New molecular key to disposal of dying cells

May 09, 2001

CHAPEL HILL - Along with derailing the body's rapid disposal of dying cells, defective functioning of a gene identified at the University of North Carolina at Chapel Hill also may contribute to tissue inflammation and the development of autoimmune diseases such as systemic lupus erythematosus.

A report of the new findings appears in the May 10 issue of Nature, the international science journal.

The report focuses on the function of a gene called Mer, which is expressed as a receptor on monocytes and macrophages, scavenger cell that circulate throughout the body or reside in tissue and ingest dead tissue and degenerated cells. Together with the genes Axl and Tyro3, Mer comprises a family of molecules known as receptor tyrosine kinases, which serve multiple functions in different tissues.

Scientists at the UNC School of Medicine's Lineberger Comprehensive Cancer Center led by director H. Shelton Earp III, MD cloned human and mouse Mer in 1995. This achievement led to their development of a Mer knockout mouse, a strain of mice defective in Mer function, which would provide insights to the function of Mer.

UNC researchers have been studying the role of Mer in cancer development because Mer, like Axl, is found on cancer cells. After further study, it appears that Mer is also an important player in phagocytosis, the rapid clearance from tissue of dying, or apoptotic, cells. Phagocytosis of other particles and bacteria occur by other mechanisms independent of Mer.

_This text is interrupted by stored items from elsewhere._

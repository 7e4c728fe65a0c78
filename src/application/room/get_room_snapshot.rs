use std::sync::Arc;

use crate::application::room::build_state_view;
use crate::application::turn::responses_for_round;
use crate::application::{load_room, GameError};
use crate::domain::repositories::RoomRepository;
use crate::domain::value_objects::RoomSnapshot;

/// Get room snapshot input
pub struct GetRoomSnapshotInput {
    pub room_id: String,
}

/// Everything a subscriber needs to render a room, tagged with the room version
pub struct GetRoomSnapshot<R: RoomRepository> {
    room_repo: Arc<R>,
}

impl<R: RoomRepository> GetRoomSnapshot<R> {
    pub fn new(room_repo: Arc<R>) -> Self {
        Self { room_repo }
    }

    pub async fn execute(&self, input: GetRoomSnapshotInput) -> Result<RoomSnapshot, GameError> {
        let repo = self.room_repo.as_ref();
        let room = load_room(repo, &input.room_id).await?;

        let version = room.version;
        let round = room.current_round();
        let responses = responses_for_round(repo, &room).await?;
        let votes = repo.find_votes(&room.id, round).await?;
        let state = build_state_view(repo, room).await?;

        Ok(RoomSnapshot {
            version,
            state,
            responses,
            votes,
        })
    }
}
use serde::{Deserialize, Serialize};

/// Game phase of a room
#[derive(Debug, Clone, Copy, PartialEq, Eq, Serialize, Deserialize)]
#[serde(rename_all = "lowercase")]
pub enum GamePhase {
    Lobby,
    Game,
    Voting,
    Results,
}

impl GamePhase {
    pub fn as_str(&self) -> &'static str {
        match self {
            GamePhase::Lobby => "lobby",
            GamePhase::Game => "game",
            GamePhase::Voting => "voting",
            GamePhase::Results => "results",
        }
    }

    pub fn from_str(s: &str) -> Option<Self> {
        match s {
            "lobby" => Some(GamePhase::Lobby),
            "game" => Some(GamePhase::Game),
            "voting" => Some(GamePhase::Voting),
            "results" => Some(GamePhase::Results),
            _ => None,
        }
    }
}

impl std::fmt::Display for GamePhase {
    fn fmt(&self, f: &mut std::fmt::Formatter<'_>) -> std::fmt::Result {
        f.write_str(self.as_str())
    }
}

/// Room entity - the shared game session
///
/// `member_ids` is the turn order. The room owns this listing; players are
/// referenced by id everywhere else.
#[derive(Debug, Clone, PartialEq, Eq, Serialize, Deserialize)]
#[serde(rename_all = "camelCase")]
pub struct Room {
    pub id: String,
    pub join_code: String,
    pub host_player_id: String,
    pub phase: GamePhase,
    pub topic: Option<String>,
    pub member_ids: Vec<String>,
    pub current_turn_index: Option<u32>,
    pub round_number: Option<u32>,
    /// Bumped by the store on every committed command
    pub version: i64,
    pub created_at: i64,
}

impl Room {
    /// Create a new room in the lobby, without members yet
    pub fn new(id: String, join_code: String) -> Self {
        Self {
            id,
            join_code,
            host_player_id: String::new(),
            phase: GamePhase::Lobby,
            topic: None,
            member_ids: Vec::new(),
            current_turn_index: None,
            round_number: None,
            version: 0,
            created_at: chrono::Utc::now().timestamp_millis(),
        }
    }

    /// Round used to stamp responses and votes
    pub fn current_round(&self) -> u32 {
        self.round_number.unwrap_or(1)
    }

    /// Player allowed to submit a response right now
    pub fn turn_player_id(&self) -> Option<&str> {
        let index = self.current_turn_index.unwrap_or(0) as usize;
        self.member_ids.get(index).map(String::as_str)
    }

    /// Player at the current turn index, `None` if unset or out of range
    pub fn current_player_id(&self) -> Option<&str> {
        self.current_turn_index
            .and_then(|index| self.member_ids.get(index as usize))
            .map(String::as_str)
    }

    pub fn is_member(&self, player_id: &str) -> bool {
        self.member_ids.iter().any(|id| id == player_id)
    }

    pub fn position_of(&self, player_id: &str) -> Option<usize> {
        self.member_ids.iter().position(|id| id == player_id)
    }

    /// Turn index after removing the member at `removed`, keeping the
    /// same player on turn when possible.
    pub fn turn_index_without(&self, removed: usize) -> Option<u32> {
        let remaining = self.member_ids.len().saturating_sub(1);
        self.current_turn_index.map(|current| {
            let current = current as usize;
            let shifted = if removed < current { current - 1 } else { current };
            if shifted >= remaining {
                0
            } else {
                shifted as u32
            }
        })
    }
}

/// Join code alphabet, without the easily confused 0/O and 1/I
const JOIN_CODE_CHARSET: &[u8] = b"ABCDEFGHJKLMNPQRSTUVWXYZ23456789";

/// Generate a random join code of the given length
pub fn generate_join_code(length: usize) -> String {
    use rand::Rng;
    let mut rng = rand::thread_rng();
    (0..length)
        .map(|_| {
            let idx = rng.gen_range(0..JOIN_CODE_CHARSET.len());
            JOIN_CODE_CHARSET[idx] as char
        })
        .collect()
}

/// Join codes are matched case-insensitively
pub fn normalize_join_code(code: &str) -> String {
    code.trim().to_ascii_uppercase()
}
use crate::domain::value_objects::GameRules;

const DEFAULT_DATABASE_URL: &str = "sqlite:./data/impostor.db";
const DEFAULT_JWT_SECRET: &str = "impostor-secret-key-change-in-production";
const DEFAULT_TOKEN_TTL_SECONDS: u64 = 24 * 60 * 60;
const DEFAULT_PORT: u16 = 9999;
const DEFAULT_EVENT_CAPACITY: usize = 1000;

/// Server configuration, read from the environment
#[derive(Debug, Clone)]
pub struct AppConfig {
    pub database_url: String,
    pub jwt_secret: String,
    pub token_ttl_seconds: u64,
    pub port: u16,
    /// Buffered events per subscriber before the oldest are dropped
    pub event_capacity: usize,
    pub rules: GameRules,
}

impl Default for AppConfig {
    fn default() -> Self {
        Self {
            database_url: DEFAULT_DATABASE_URL.to_string(),
            jwt_secret: DEFAULT_JWT_SECRET.to_string(),
            token_ttl_seconds: DEFAULT_TOKEN_TTL_SECONDS,
            port: DEFAULT_PORT,
            event_capacity: DEFAULT_EVENT_CAPACITY,
            rules: GameRules::default(),
        }
    }
}

impl AppConfig {
    /// Read configuration from process environment variables
    pub fn from_env() -> Self {
        Self::from_lookup(|key| std::env::var(key).ok())
    }

    /// Build a configuration from any key lookup; unset or unparsable values fall back to defaults
    pub fn from_lookup<F>(lookup: F) -> Self
    where
        F: Fn(&str) -> Option<String>,
    {
        let defaults = Self::default();

        let database_url = lookup("DATABASE_URL")
            .or_else(|| lookup("DB_PATH"))
            .map(|url| normalize_database_url(&url))
            .unwrap_or(defaults.database_url);

        Self {
            database_url,
            jwt_secret: lookup("JWT_SECRET").unwrap_or(defaults.jwt_secret),
            token_ttl_seconds: lookup("TOKEN_TTL_SECONDS")
                .and_then(|v| v.parse().ok())
                .unwrap_or(defaults.token_ttl_seconds),
            port: lookup("PORT")
                .and_then(|p| p.parse().ok())
                .unwrap_or(defaults.port),
            event_capacity: lookup("EVENT_CAPACITY")
                .and_then(|v| v.parse().ok())
                .filter(|c: &usize| *c > 0)
                .unwrap_or(defaults.event_capacity),
            rules: defaults.rules,
        }
    }

    /// Private in-memory store, used by tests and demos
    pub fn in_memory() -> Self {
        Self {
            database_url: "sqlite::memory:".to_string(),
            jwt_secret: "test-secret".to_string(),
            ..Self::default()
        }
    }

    pub fn is_in_memory(&self) -> bool {
        self.database_url.contains(":memory:") || self.database_url.contains("mode=memory")
    }

    /// Filesystem path of the database file, if there is one
    pub fn database_path(&self) -> Option<&str> {
        if self.is_in_memory() {
            return None;
        }
        let path = self
            .database_url
            .strip_prefix("sqlite://")
            .or_else(|| self.database_url.strip_prefix("sqlite:"))?;
        path.split('?').next().filter(|p| !p.is_empty())
    }
}

/// Ensure the URL has the sqlite: scheme
fn normalize_database_url(url: &str) -> String {
    if url.starts_with("sqlite:") {
        url.to_string()
    } else {
        format!("sqlite:{}", url)
    }
}
#[cfg(test)]
mod tests {
    use crate::dashboard::*;
    use chrono::NaiveDate;
    use db::community::PostLikeRow;

    fn date(y: i32, m: u32, d: u32) -> NaiveDate {
        NaiveDate::from_ymd_opt(y, m, d).unwrap()
    }

    #[test]
    fn test_lecture_without_end_date_is_active() {
        assert!(is_lecture_active(None, date(2026, 3, 10)));
    }

    #[test]
    fn test_lecture_ending_today_is_active() {
        assert!(is_lecture_active(Some(date(2026, 3, 10)), date(2026, 3, 10)));
    }

    #[test]
    fn test_lecture_ended_yesterday_is_inactive() {
        assert!(!is_lecture_active(Some(date(2026, 3, 9)), date(2026, 3, 10)));
    }

    #[test]
    fn test_avg_per_month_integer_division() {
        assert_eq!(avg_per_month(10, 3), 3);
    }

    #[test]
    fn test_avg_per_month_zero_months() {
        assert_eq!(avg_per_month(0, 0), 0);
        assert_eq!(avg_per_month(42, 0), 0);
    }

    #[test]
    fn test_popular_posts_filter_then_take_five_in_input_order() {
        let rows: Vec<_> = (1..=10)
            .map(|id| PostLikeRow {
                post_id: id,
                title: format!("post-{}", id),
                // Odd ids qualify, with likes increasing by id
                like_count: if id % 2 == 1 { 10 + id } else { 3 },
            })
            .collect();

        let popular = select_popular_posts(rows);
        assert_eq!(
            popular.iter().map(|p| p.post_id).collect::<Vec<_>>(),
            vec![1, 3, 5, 7, 9]
        );
        // Input order kept, not re-sorted by like count
        assert!(popular[0].like_count < popular[4].like_count);
    }
}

"This paper details the knockout mouse research and describes the basic mechanisms involved in the clearing of apoptotic cells particularly by macrophages," said study co-author Glenn K. Matsushima, PhD, a molecular neuroimmunologist at the UNC Neuroscience Center. "We show that mutating this receptor prohibits the ingestion of apoptotic cells."

In the study led by Rona S. Scott, PhD, of Matushima's lab, thymus cells that had been made apoptotic by treatment with the corticosteroid dexamethasone were placed in culture dishes with macrophages taken from the knockout mice and normal mice. After about an hour in the dishes, it was clear that macrophages from normal "wild type" mice had ingested apoptotic cells while macrophages carrying defective Mer ingested far fewer.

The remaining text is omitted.